Show each line of the records below where the word "clone" occurs.

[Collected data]
━━━━
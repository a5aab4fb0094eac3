use axum::{
    Router,
    extract::State,
    response::Json as ResponseJson,
    routing::{get, put},
};
use db::models::not_travelling::{NotTravelling, UpsertNotTravelling};
use services::services::bookings::BookingService;
use utils::response::ApiResponse;

use super::TermQuery;
use crate::{
    AppState,
    error::ApiError,
    extract::{Json, Path, Query},
};

pub async fn list_not_travelling(
    State(state): State<AppState>,
    Query(query): Query<TermQuery>,
) -> Result<ResponseJson<ApiResponse<Vec<NotTravelling>>>, ApiError> {
    let records = BookingService::new(state.db().pool.clone())
        .list_not_travelling(query.term_id.as_deref())
        .await?;
    Ok(ResponseJson(ApiResponse::success(records)))
}

/// Creates the term's flag or overwrites the existing one
pub async fn set_not_travelling(
    State(state): State<AppState>,
    Path(term_id): Path<String>,
    Json(payload): Json<UpsertNotTravelling>,
) -> Result<ResponseJson<ApiResponse<NotTravelling>>, ApiError> {
    let record = BookingService::new(state.db().pool.clone())
        .set_not_travelling(&term_id, &payload)
        .await?;
    Ok(ResponseJson(ApiResponse::success(record)))
}

pub async fn clear_not_travelling(
    State(state): State<AppState>,
    Path(term_id): Path<String>,
) -> Result<ResponseJson<ApiResponse<()>>, ApiError> {
    BookingService::new(state.db().pool.clone())
        .clear_not_travelling(&term_id)
        .await?;
    Ok(ResponseJson(ApiResponse::success(())))
}

pub fn router() -> Router<AppState> {
    Router::new()
        .route("/not-travelling", get(list_not_travelling))
        .route(
            "/not-travelling/{term_id}",
            put(set_not_travelling).delete(clear_not_travelling),
        )
}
━━━━
RESPONSE -
    let records = BookingService::new(state.db().pool.clone())
    let record = BookingService::new(state.db().pool.clone())
    BookingService::new(state.db().pool.clone())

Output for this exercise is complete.